Y no lo entiendo. Porque yo siempre fui de un solo beso. Y así me comportaba hasta hace bien poco con las personas que realmente quiero: A mis hijos solo les doy un beso, y si una mujer me gusta de veras, tan solo le doy un único y sentido beso (eso sí, de dos horas de duración, ver foto).


El otro día me presentaron al director de un banco y yo, ni corto ni perezoso, impelido por la rutina, le encasqueté dos sonoros besos en la mejilla. ¿Podéis creerme si os digo que desde entonces me mira con otros ojos?
Pero lo que yo quiero no es que me mire con dulzura, sino que me rebaje el importe de la hipoteca.

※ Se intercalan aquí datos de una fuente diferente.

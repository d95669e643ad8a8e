use std::collections::HashMap;
use std::sync::Arc;

use parking_lot::Mutex;
use tokio::sync::mpsc;
use tracing::{debug, warn};
use uuid::Uuid;

use crate::protocol::ViewerEvent;

/// Frames queued per session before newer broadcast frames start being
/// dropped for that session.
pub const SESSION_QUEUE_DEPTH: usize = 32;

/// Registry of connected viewer sessions.
///
/// Fan-out serializes an event once and hands every session queue a
/// shared reference. Sends never block: a full queue loses the frame
/// (the next tick carries fresher data anyway) and a queue whose
/// session is gone is pruned on the spot. The registry lock covers the
/// whole iteration, and dead entries are collected before removal, so
/// a session loop removing itself concurrently cannot corrupt an
/// in-flight broadcast.
#[derive(Debug, Default)]
pub struct SessionRegistry {
    sessions: Mutex<HashMap<Uuid, mpsc::Sender<Arc<String>>>>,
}

impl SessionRegistry {
    pub fn new() -> Self {
        Self::default()
    }

    /// Register a session. Returns its id and the queue its loop
    /// drains.
    pub fn add(&self) -> (Uuid, mpsc::Receiver<Arc<String>>) {
        let id = Uuid::new_v4();
        let (tx, rx) = mpsc::channel(SESSION_QUEUE_DEPTH);
        self.sessions.lock().insert(id, tx);
        (id, rx)
    }

    pub fn remove(&self, id: Uuid) -> bool {
        self.sessions.lock().remove(&id).is_some()
    }

    pub fn len(&self) -> usize {
        self.sessions.lock().len()
    }

    pub fn is_empty(&self) -> bool {
        self.sessions.lock().is_empty()
    }

    /// Push one event to every session. Returns how many queues took it.
    pub fn broadcast(&self, event: &ViewerEvent) -> usize {
        let text = match serde_json::to_string(event) {
            Ok(text) => Arc::new(text),
            Err(error) => {
                warn!(%error, "dropping unserializable event");
                return 0;
            }
        };
        self.broadcast_text(text)
    }

    /// Push one pre-serialized frame to every session.
    pub fn broadcast_text(&self, text: Arc<String>) -> usize {
        let mut sessions = self.sessions.lock();
        let mut delivered = 0;
        let mut dead = Vec::new();
        for (id, tx) in sessions.iter() {
            match tx.try_send(text.clone()) {
                Ok(()) => delivered += 1,
                Err(mpsc::error::TrySendError::Full(_)) => {
                    debug!(session = %id, "session queue full, dropping frame");
                }
                Err(mpsc::error::TrySendError::Closed(_)) => dead.push(*id),
            }
        }
        for id in dead {
            debug!(session = %id, "pruning closed session");
            sessions.remove(&id);
        }
        delivered
    }
}
//! Graceful shutdown for the daemon.
//!
//! The first SIGINT or SIGTERM cancels a [`CancellationToken`]; scheduler
//! jobs stop taking new ticks and an in-flight sync runs to completion. A
//! second signal exits immediately.

use tokio_util::sync::CancellationToken;

/// Spawn the signal listener and return the token it cancels.
pub(crate) fn install_signal_handler() -> CancellationToken {
    let token = CancellationToken::new();

    let handler_token = token.clone();
    tokio::spawn(async move {
        let mut signals_seen = 0u32;
        loop {
            if !wait_for_signal().await {
                return;
            }
            signals_seen += 1;
            if signals_seen == 1 {
                tracing::info!("Shutdown requested, waiting for the running sync to finish");
                handler_token.cancel();
            } else {
                tracing::warn!("Second signal received, exiting now");
                std::process::exit(130);
            }
        }
    });

    token
}

/// Resolve on the next shutdown signal. Returns `false` if no signal can be
/// listened for at all.
#[cfg(unix)]
async fn wait_for_signal() -> bool {
    use tokio::signal::unix::{signal, SignalKind};

    match signal(SignalKind::terminate()) {
        Ok(mut sigterm) => {
            tokio::select! {
                res = tokio::signal::ctrl_c() => res.is_ok(),
                _ = sigterm.recv() => true,
            }
        }
        Err(e) => {
            tracing::warn!(error = %e, "Cannot listen for SIGTERM, only Ctrl+C will stop the daemon");
            wait_for_ctrl_c().await
        }
    }
}

#[cfg(not(unix))]
async fn wait_for_signal() -> bool {
    wait_for_ctrl_c().await
}

async fn wait_for_ctrl_c() -> bool {
    match tokio::signal::ctrl_c().await {
        Ok(()) => true,
        Err(e) => {
            tracing::error!(error = %e, "Cannot listen for Ctrl+C");
            false
        }
    }
}
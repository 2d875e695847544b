//! Timestamp handling and the checkpoint reconciliation rule.

use chrono::{DateTime, Duration, SecondsFormat, Timelike, Utc};

use super::error::SyncError;

/// Window start used when no checkpoint has ever been written.
pub const EPOCH_START: &str = "2021-07-21T00:00:00Z";

/// How far a stalled window jumps forward.
pub const STALL_ADVANCE_DAYS: i64 = 6;

/// Format as `YYYY-MM-DDTHH:MM:SSZ`, the checkpoint and query format.
pub fn format_timestamp(ts: DateTime<Utc>) -> String {
    ts.to_rfc3339_opts(SecondsFormat::Secs, true)
}

/// Parse an RFC 3339 timestamp, dropping sub-second precision.
pub fn parse_timestamp(value: &str) -> Result<DateTime<Utc>, SyncError> {
    DateTime::parse_from_rfc3339(value)
        .map(|ts| whole_seconds(ts.with_timezone(&Utc)))
        .map_err(|source| SyncError::InvalidTimestamp {
            value: value.to_string(),
            source,
        })
}

pub fn whole_seconds(ts: DateTime<Utc>) -> DateTime<Utc> {
    ts.with_nanosecond(0).unwrap_or(ts)
}

/// Next checkpoint after a page whose newest clip is `latest` (`None` for an
/// empty page), or `None` if the checkpoint should stay at `previous`.
///
/// Forward progress moves to `latest`. A page that made no progress, or had
/// no clips, advances `stall_advance` past `previous` but never beyond `now`.
/// The result is always strictly greater than `previous`, even when the
/// clock is behind it.
pub fn reconcile(
    previous: DateTime<Utc>,
    latest: Option<DateTime<Utc>>,
    now: DateTime<Utc>,
    stall_advance: Duration,
) -> Option<DateTime<Utc>> {
    let candidate = match latest {
        Some(latest) if latest > previous => latest,
        Some(latest) if latest == previous => (latest + stall_advance).min(now),
        Some(_) => return None,
        None => (previous + stall_advance).min(now),
    };
    (candidate > previous).then_some(candidate)
}

#[cfg(test)]
mod tests {
    use super::*;

    fn ts(s: &str) -> DateTime<Utc> {
        parse_timestamp(s).unwrap()
    }

    fn six_days() -> Duration {
        Duration::days(STALL_ADVANCE_DAYS)
    }

    #[test]
    fn test_format_is_fixed_width_utc() {
        assert_eq!(format_timestamp(ts(EPOCH_START)), EPOCH_START);
        assert_eq!(
            format_timestamp(ts("2024-06-01T02:00:00.750+02:00")),
            "2024-06-01T00:00:00Z"
        );
    }

    #[test]
    fn test_parse_rejects_garbage() {
        assert!(matches!(
            parse_timestamp("yesterday"),
            Err(SyncError::InvalidTimestamp { .. })
        ));
    }

    #[test]
    fn test_forward_progress_takes_latest() {
        let next = reconcile(
            ts("2024-01-01T00:00:00Z"),
            Some(ts("2024-01-02T00:00:00Z")),
            ts("2024-06-01T00:00:00Z"),
            six_days(),
        );
        assert_eq!(next, Some(ts("2024-01-02T00:00:00Z")));
    }

    #[test]
    fn test_stalled_page_advances_six_days() {
        let next = reconcile(
            ts("2024-06-01T00:00:00Z"),
            Some(ts("2024-06-01T00:00:00Z")),
            ts("2024-06-10T00:00:00Z"),
            six_days(),
        );
        assert_eq!(next, Some(ts("2024-06-07T00:00:00Z")));
    }

    #[test]
    fn test_empty_page_advances_clamped_to_now() {
        let previous = ts("2024-06-01T00:00:00Z");
        assert_eq!(
            reconcile(previous, None, ts("2024-06-10T00:00:00Z"), six_days()),
            Some(ts("2024-06-07T00:00:00Z"))
        );
        assert_eq!(
            reconcile(previous, None, ts("2024-06-02T00:00:00Z"), six_days()),
            Some(ts("2024-06-02T00:00:00Z"))
        );
    }

    #[test]
    fn test_older_page_leaves_checkpoint() {
        let next = reconcile(
            ts("2024-06-01T00:00:00Z"),
            Some(ts("2024-05-20T00:00:00Z")),
            ts("2024-06-10T00:00:00Z"),
            six_days(),
        );
        assert_eq!(next, None);
    }

    #[test]
    fn test_clock_behind_checkpoint_never_regresses() {
        let previous = ts("2024-06-10T00:00:00Z");
        let now = ts("2024-06-05T00:00:00Z");
        assert_eq!(reconcile(previous, None, now, six_days()), None);
        assert_eq!(reconcile(previous, Some(previous), now, six_days()), None);
        assert_eq!(reconcile(previous, None, previous, six_days()), None);
    }
}
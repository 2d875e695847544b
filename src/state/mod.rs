//! Persistent clip store.
//!
//! SQLite-backed storage for synced clips, the sync run ledger, the
//! checkpoint entry and daily statistics snapshots.

pub mod db;
pub mod error;
pub mod lock;
pub mod schema;
pub mod types;

pub use db::{ClipStore, SqliteClipStore};
pub use error::StateError;
pub use lock::InstanceLock;
pub use types::{ClipRecord, ClipStatus, DailyStats, SyncMode, SyncRunStats};
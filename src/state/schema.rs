//! Database schema definitions and migrations.

use rusqlite::Connection;

use super::error::StateError;

/// Current schema version, tracked in `PRAGMA user_version`.
pub const SCHEMA_VERSION: i32 = 1;

const SCHEMA_V1: &str = r#"
CREATE TABLE IF NOT EXISTS clips (
    id INTEGER PRIMARY KEY AUTOINCREMENT,
    external_id TEXT NOT NULL UNIQUE,
    url TEXT NOT NULL,
    embed_url TEXT NOT NULL,
    broadcaster_id TEXT NOT NULL,
    broadcaster_name TEXT NOT NULL,
    creator_id TEXT NOT NULL,
    creator_name TEXT NOT NULL,
    video_id TEXT,
    game_id TEXT,
    language TEXT,
    title TEXT NOT NULL,
    title_override TEXT,
    view_count INTEGER NOT NULL DEFAULT 0,
    created_at TEXT NOT NULL,
    thumbnail_url TEXT NOT NULL,
    duration REAL NOT NULL,
    vod_offset INTEGER,
    is_featured INTEGER NOT NULL DEFAULT 0,
    status TEXT NOT NULL DEFAULT 'unsorted',
    category TEXT,
    themes TEXT NOT NULL DEFAULT '[]',
    subjects TEXT NOT NULL DEFAULT '[]',
    notes TEXT,
    first_seen_at INTEGER NOT NULL,
    updated_at INTEGER NOT NULL
);

CREATE INDEX IF NOT EXISTS idx_clips_status ON clips(status);
CREATE INDEX IF NOT EXISTS idx_clips_created_at ON clips(created_at);
CREATE INDEX IF NOT EXISTS idx_clips_broadcaster_name ON clips(broadcaster_name);
CREATE INDEX IF NOT EXISTS idx_clips_creator_name ON clips(creator_name);

CREATE TABLE IF NOT EXISTS sync_runs (
    id INTEGER PRIMARY KEY AUTOINCREMENT,
    mode TEXT NOT NULL,
    window_start TEXT NOT NULL,
    started_at INTEGER NOT NULL,
    completed_at INTEGER,
    pages INTEGER NOT NULL DEFAULT 0,
    clips_seen INTEGER NOT NULL DEFAULT 0,
    inserted INTEGER NOT NULL DEFAULT 0,
    updated INTEGER NOT NULL DEFAULT 0,
    checkpoint_after TEXT,
    error TEXT
);

CREATE TABLE IF NOT EXISTS sync_state (
    key TEXT PRIMARY KEY,
    value TEXT NOT NULL,
    updated_at INTEGER NOT NULL
);

CREATE TABLE IF NOT EXISTS daily_stats (
    date TEXT PRIMARY KEY,
    total_clips INTEGER NOT NULL,
    unsorted_clips INTEGER NOT NULL,
    uncategorized_clips INTEGER NOT NULL,
    clips_without_subjects INTEGER NOT NULL,
    clips_without_themes INTEGER NOT NULL,
    total_views INTEGER NOT NULL,
    unique_broadcasters INTEGER NOT NULL,
    unique_creators INTEGER NOT NULL,
    recorded_at INTEGER NOT NULL
);
"#;

pub(crate) fn get_schema_version(conn: &Connection) -> Result<i32, StateError> {
    let version: i32 = conn.pragma_query_value(None, "user_version", |row| row.get(0))?;
    Ok(version)
}

fn set_schema_version(conn: &Connection, version: i32) -> Result<(), StateError> {
    conn.pragma_update(None, "user_version", version)?;
    Ok(())
}

/// Initialize or migrate the database schema. Safe to call repeatedly.
pub(crate) fn migrate(conn: &Connection) -> Result<(), StateError> {
    let current_version = get_schema_version(conn)?;

    if current_version > SCHEMA_VERSION {
        return Err(StateError::UnsupportedSchemaVersion {
            found: current_version,
            expected: SCHEMA_VERSION,
        });
    }

    for version in (current_version + 1)..=SCHEMA_VERSION {
        apply_version(conn, version)?;
        set_schema_version(conn, version)?;
        tracing::debug!(version, "Applied clip store schema");
    }

    Ok(())
}

fn apply_version(conn: &Connection, version: i32) -> Result<(), StateError> {
    match version {
        1 => conn.execute_batch(SCHEMA_V1)?,
        other => {
            return Err(StateError::UnsupportedSchemaVersion {
                found: other,
                expected: SCHEMA_VERSION,
            })
        }
    }
    Ok(())
}

#[cfg(test)]
mod tests {
    use super::*;

    #[test]
    fn test_fresh_db_migration() {
        let conn = Connection::open_in_memory().unwrap();
        migrate(&conn).unwrap();
        assert_eq!(get_schema_version(&conn).unwrap(), SCHEMA_VERSION);
    }

    #[test]
    fn test_idempotent_migration() {
        let conn = Connection::open_in_memory().unwrap();
        migrate(&conn).unwrap();
        migrate(&conn).unwrap();
        assert_eq!(get_schema_version(&conn).unwrap(), SCHEMA_VERSION);
    }

    #[test]
    fn test_newer_schema_rejected() {
        let conn = Connection::open_in_memory().unwrap();
        conn.pragma_update(None, "user_version", SCHEMA_VERSION + 1)
            .unwrap();
        assert!(matches!(
            migrate(&conn),
            Err(StateError::UnsupportedSchemaVersion { .. })
        ));
    }

    #[test]
    fn test_tables_created() {
        let conn = Connection::open_in_memory().unwrap();
        migrate(&conn).unwrap();
        for table in ["clips", "sync_runs", "sync_state", "daily_stats"] {
            let count: i64 = conn
                .query_row(&format!("SELECT COUNT(*) FROM {table}"), [], |row| {
                    row.get(0)
                })
                .unwrap();
            assert_eq!(count, 0, "table {table}");
        }
    }

    #[test]
    fn test_external_id_unique() {
        let conn = Connection::open_in_memory().unwrap();
        migrate(&conn).unwrap();
        let insert = "INSERT INTO clips (external_id, url, embed_url, broadcaster_id, broadcaster_name, creator_id, creator_name, title, created_at, thumbnail_url, duration, first_seen_at, updated_at) VALUES ('A', '', '', '1', 'b', '2', 'c', 't', '2024-01-01T00:00:00Z', '', 1.0, 0, 0)";
        conn.execute(insert, []).unwrap();
        assert!(conn.execute(insert, []).is_err());
    }

    #[test]
    fn test_indexes_created() {
        let conn = Connection::open_in_memory().unwrap();
        migrate(&conn).unwrap();
        let count: i64 = conn
            .query_row(
                "SELECT COUNT(*) FROM sqlite_master WHERE type='index' AND name LIKE 'idx_clips_%'",
                [],
                |row| row.get(0),
            )
            .unwrap();
        assert_eq!(count, 4);
    }
}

Una variante del mismo palo -que ahora se estila entre los hombres- es la del efusivo abrazo. Hay verdaderos especialistas. Sin ir más lejos, conozco a un representante de comercio que cada vez que me visita, me achucha como si yo fuera su osito de peluche. Es un gran tipo. Y cuando digo grande me refiero a que mide dos metros y pesa 150 kilos. Y al verlo entrar por la puerta no puedo evitar un incontrolable tembleque y comienzo a acordarme-no sé por qué- del pobre rey asturiano Favila (al que Dios tenga en su gloria).

Yo creo que esto de los besos debe ser un contagio geográfico con origen en la vecina Francia. Y es que los franceses siempre fueron muy besucones. ¿Os habéis fijado en el Tour de Francia? Al ciclista que gana la etapa, las azafatas le dan ¡4 besos!
¡Coño, eso no es una azafata, es un limpiaparabrisas!

En fin, estimados blogueros, que si algún día me veis por la calle, por favor, dadme un solo beso.

Bueno, podéis darme dos, el segundo no os lo tendré en cuenta.